Geldwäschereiaffären, Terrorfinanzierung, Drogen- oder Waffenhandel. Der Schweizer Ableger der Grossbank HSBC verwaltete bis 2006 Dutzende Millionen Dollar von kriminellen Kunden. Das zeigt ein Datenleck. Die Daten hatte der Informatiker Hervé Falciani 2007 gestohlen und dem französischen Fiskus übergeben. Die Informationen gelangten zu verschiedenen Medien – auch zum «Tages-Anzeiger». Der internationale Rechercheverband ICIJ analysierte die Daten und veröffentlichte die Resultate unter dem Stichwort «Swissleaks».
So stehen etwa mehrere HSBC-Kunden, saudiarabische Geschäftsleute, unter Verdacht, Osama Bin Laden Geld gespendet zu haben. Auch soll eine Crystal-Meth-Gang in den USA ein Konto bei der Bank gehabt haben. Ein weiterer Klient wurde wegen des Transports von 1212 Kilogramm Kokain verurteilt.
Aktive Hilfe bei Steuerhinterziehung
Weiter findet sich unter den Kontoinhabern die Firma Katex Mines. Diese lieferte im Bürgerkrieg von Liberia Waffen an Rebellen. HSBC verwaltete auch ein Millionenvermögen für Händler von Blutdiamanten und Mitglieder von Herrscherfamilien. Zu den betroffenen Persönlichkeiten gehören den Angaben zufolge unter anderem ein Cousin des syrischen Präsidenten Baschar al-Assad sowie Verwandte des früheren ägyptischen Staatschefs Husni Mubarak und des ehemaligen chinesischen Ministerpräsidenten Li Peng.
Zudem zeigen Kundendossiers, dass HSBC 2007 aktiv bei Steuerhinterziehungen half. Nur sechs von 2846 französischen Kunden versteuerten das Geld – das sind 0,2 Prozent.
Mehrere Verfahren im Gang
Gegen die Bank laufen seit Herbst mehrere Verfahren wegen Beihilfe zur Steuerhinterziehung. «Wir stellten dabei fest, dass die Bank gegen die Geldwäschereibestimmungen verstossen hat», sagt auch Finma-Sprecher Tobias Lux der Zeitung.

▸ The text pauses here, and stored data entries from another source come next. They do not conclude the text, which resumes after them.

//! Report Rendering Tests
//!
//! Covers:
//! - Tiered timing diagram layout and arithmetic
//! - Burst labelling
//! - Response presentation end to end through `run` with a mock probe

use wsstat::cli::{resolve_target, run, Config, MeasurementMode, Verbosity};
use wsstat::report::{Palette, TimingReport};
use wsstat::stat::{Measurement, Measuring, Phase, Phases, Probe, ProbeRequest, Probed};
use wsstat::ws::Message;

use std::time::Duration;
use url::Url;

fn ms(v: u64) -> Duration {
    Duration::from_millis(v)
}

fn sample_phases() -> Phases {
    Phases {
        dns_lookup: ms(10),
        tcp_connection: ms(20),
        tls_handshake: Some(ms(30)),
        ws_handshake: ms(15),
        message_round_trip: ms(5),
    }
}

struct FixedProbe {
    phases: Phases,
    replies: Vec<Message>,
}

impl Probe for FixedProbe {
    fn measure(&self, request: ProbeRequest) -> Measuring<'_> {
        let probed = Probed {
            measurement: Measurement::new(request.url, self.phases, request.count),
            replies: self.replies.clone(),
        };
        Box::pin(async move { Ok(probed) })
    }
}

#[test]
fn test_wss_markers_in_order() {
    let target = resolve_target("example.org", false).unwrap();
    assert_eq!(target.as_str(), "wss://example.org/");

    let m = Measurement::new(target, sample_phases(), 1);
    let report = TimingReport::new(&m, Palette::plain());

    let markers: Vec<u128> = report.phases().iter().map(|p| p.done_at_ms).collect();
    assert_eq!(markers, vec![10, 30, 60, 75, 80]);

    let diagram = report.to_tiered_string();
    let positions: Vec<usize> = ["DNS lookup:10ms", "TCP connected:30ms", "TLS done:60ms", "WS done:75ms", "Total:80ms"]
        .iter()
        .map(|needle| diagram.find(needle).unwrap_or_else(|| panic!("missing {needle} in\n{diagram}")))
        .collect();
    assert!(positions.windows(2).all(|w| w[0] < w[1]));
}

#[test]
fn test_wss_diagram_layout() {
    let m = Measurement::new(Url::parse("wss://example.org").unwrap(), sample_phases(), 1);
    let expected = concat!(
        "\n",
        "  DNS Lookup    TCP Connection    TLS Handshake    WS Handshake    Message RTT\n",
        "|     10ms  |           20ms  |          30ms  |         15ms  |         5ms  |\n",
        "|           |                 |                |               |              |\n",
        "|  DNS lookup:10ms            |                |               |              |\n",
        "|                 TCP connected:30ms           |               |              |\n",
        "|                                       TLS done:60ms          |              |\n",
        "|                                                        WS done:75ms         |\n",
        "-                                                                         Total:80ms    \n",
        "\n",
    );
    assert_eq!(TimingReport::new(&m, Palette::plain()).to_tiered_string(), expected);
}

#[test]
fn test_ws_diagram_has_no_tls_column() {
    let mut phases = sample_phases();
    phases.tls_handshake = None;
    let m = Measurement::new(Url::parse("ws://example.org").unwrap(), phases, 1);
    let report = TimingReport::new(&m, Palette::plain());

    let rendered = report.phases();
    assert_eq!(rendered.len(), 4);
    assert!(rendered.iter().all(|p| p.phase != Phase::TlsHandshake));

    let diagram = report.to_tiered_string();
    assert!(!diagram.contains("TLS"));
    assert!(diagram.contains("WS done:45ms"));
    assert!(diagram.contains("Total:50ms"));
}

#[test]
fn test_durations_sum_to_total() {
    let phases = Phases {
        dns_lookup: Duration::from_micros(3_999),
        tcp_connection: Duration::from_micros(12_501),
        tls_handshake: Some(Duration::from_micros(27_333)),
        ws_handshake: Duration::from_micros(9_870),
        message_round_trip: Duration::from_micros(1_999),
    };
    let m = Measurement::new(Url::parse("wss://example.org").unwrap(), phases, 1);
    let report = TimingReport::new(&m, Palette::plain());

    let sum: u128 = report.phases().iter().map(|p| p.duration_ms).sum();
    assert_eq!(sum, report.total_ms());
    assert_eq!(report.total_ms(), m.total_time().as_millis());
}

#[test]
fn test_rendering_is_idempotent() {
    let m = Measurement::new(Url::parse("wss://example.org").unwrap(), sample_phases(), 1);
    let first = TimingReport::new(&m, Palette::new(true)).to_tiered_string();
    let second = TimingReport::new(&m, Palette::new(true)).to_tiered_string();
    assert_eq!(first, second);
}

#[tokio::test]
async fn test_burst_uses_mean_label() {
    let probe = FixedProbe {
        phases: sample_phases(),
        replies: vec![],
    };
    let target = Url::parse("wss://example.org").unwrap();
    let config = Config::new(target.clone(), MeasurementMode::select(None, None, None, 5).unwrap());

    let mut out = Vec::new();
    run(&config, &probe, &mut out).await.unwrap();
    let out = String::from_utf8(out).unwrap();
    assert!(out.contains("Mean RTT"));
    assert!(!out.contains("Message RTT"));

    let mut basic = Config::new(target, MeasurementMode::select(None, None, None, 5).unwrap());
    basic.verbosity = Verbosity::Basic;
    let mut out = Vec::new();
    run(&basic, &probe, &mut out).await.unwrap();
    let out = String::from_utf8(out).unwrap();
    assert!(out.contains("Total time: 80ms"));
    assert!(out.contains("Mean message RTT: 5ms (5 messages)"));
}

#[tokio::test]
async fn test_text_reply_printed_in_native_form() {
    let probe = FixedProbe {
        phases: sample_phases(),
        replies: vec![Message::Text(r#"{"echo":"hello"}"#.into())],
    };
    let target = resolve_target("ws://x", false).unwrap();
    let config = Config::new(target, MeasurementMode::Text("hello".into()));

    let mut out = Vec::new();
    run(&config, &probe, &mut out).await.unwrap();
    let out = String::from_utf8(out).unwrap();

    assert!(out.contains("\nResponse: {echo: hello}\n\n"), "{out}");
    assert!(!out.contains(r#""echo""#));
    assert!(out.contains("DNS Lookup"));
}

#[tokio::test]
async fn test_response_only_prints_just_the_reply() {
    let probe = FixedProbe {
        phases: sample_phases(),
        replies: vec![Message::Text(r#"{"jsonrpc":"2.0","result":1}"#.into())],
    };
    let mut config = Config::new(
        Url::parse("wss://example.org").unwrap(),
        MeasurementMode::JsonMethod("status".into()),
    );
    config.response_only = true;

    let mut out = Vec::new();
    run(&config, &probe, &mut out).await.unwrap();
    assert_eq!(
        String::from_utf8(out).unwrap(),
        "{\n  \"jsonrpc\": \"2.0\",\n  \"result\": 1\n}\n"
    );
}

#[tokio::test]
async fn test_quiet_ping_prints_nothing() {
    let probe = FixedProbe {
        phases: sample_phases(),
        replies: vec![],
    };
    let mut config = Config::new(Url::parse("wss://example.org").unwrap(), MeasurementMode::Ping);
    config.verbosity = Verbosity::Quiet;

    let mut out = Vec::new();
    run(&config, &probe, &mut out).await.unwrap();
    assert!(out.is_empty());
}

HSBC Schweiz betont in einer Stellungnahme, sie habe seit 2012 eine «radikale Transformation» vollzogen. Zwei Drittel der Konten seien geschlossen worden. Alle Bargeldbezüge von über 10'000 Dollar unterlägen nun einer «strikten Kontrolle».

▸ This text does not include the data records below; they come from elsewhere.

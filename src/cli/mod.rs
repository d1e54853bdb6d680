//! The command-line core: turn arguments into a validated [`Config`], probe
//! the target once, and print the report.
//!
//! Input problems ([`InputError`]) are detected before any network activity.
//! Probe failures are classified into a [`ConnectionError`].

pub mod args;
pub mod classify;
pub mod config;
pub mod error;
pub mod headers;
pub mod invoker;
pub mod mode;
pub mod run;
pub mod uri;

pub use args::Cli;
pub use classify::classify;
pub use config::{Config, Verbosity};
pub use error::{AppError, ConnectionError, InputError};
pub use headers::parse_headers;
pub use invoker::{invoke, probe_request};
pub use mode::MeasurementMode;
pub use run::{execute, run, write_report};
pub use uri::resolve_target;
use super::color::Palette;
use crate::stat::Response;
use std::io::{self, Write};

/// How a reply is presented.
#[derive(Debug, Clone, Copy, Default, PartialEq, Eq)]
pub struct ResponseStyle {
    /// Print the payload as received.
    pub raw: bool,
    /// The request was JSON, so an object reply is printed as JSON.
    pub json: bool,
    /// Drop the label and the blank lines around the payload.
    pub response_only: bool,
}

/// The body of the response line, or `None` when there is nothing to print.
pub fn format_response(
    response: &Response,
    style: ResponseStyle,
) -> Result<Option<String>, serde_json::Error> {
    let body = match response {
        Response::Absent => return Ok(None),
        Response::Object(map) if !style.raw && (style.json || response.is_json_rpc()) => {
            serde_json::to_string_pretty(map)?
        }
        other => other.to_string(),
    };
    Ok(Some(body))
}

/// Write an already formatted body with the framing `style` asks for.
pub fn write_response(
    out: &mut impl Write,
    body: &str,
    style: ResponseStyle,
    p: Palette,
) -> io::Result<()> {
    if style.response_only {
        return writeln!(out, "{body}");
    }
    writeln!(out)?;
    writeln!(out, "{}: {body}", p.orange("Response"))?;
    writeln!(out)
}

Die «Kultur der Compliance» und die Standards der Due Diligence bei HSBC und anderen Schweizer Banken lagen im Jahr 2007 «deutlich tiefer» als heute. Die weltweiten Steuerermittlungen haben laut den Berichten insgesamt mehr als eine Milliarde Euro an Nachzahlungen und Strafgeldern eingebracht.
Drei Typen von Bankunterlagen
«Das ‹Swiss Leaks Projekt› basiert auf einem Stock von fast 60'000 entwendeten Dokumenten, die Angaben zu über 100'000 HSBC-Kunden und deren Bankkonten enthalten», schreibt der ICIJ auf seiner Webseite. Zum Recherche-Netzwerk gehören 140 Journalisten aus 40 Ländern, welche die Resultate nun publizierten. An der Recherche beteiligt waren auch die Schweizer Zeitungen «Tages-Anzeiger», «Der Bund», «SonntagsZeitung», «Le Matin Dimanche», «L'Hebdo» und «Le Temps». Bei den Daten handelt es sich laut ICIJ um drei verschiedenen Typen interner Bankdokumente aus drei Zeiträumen.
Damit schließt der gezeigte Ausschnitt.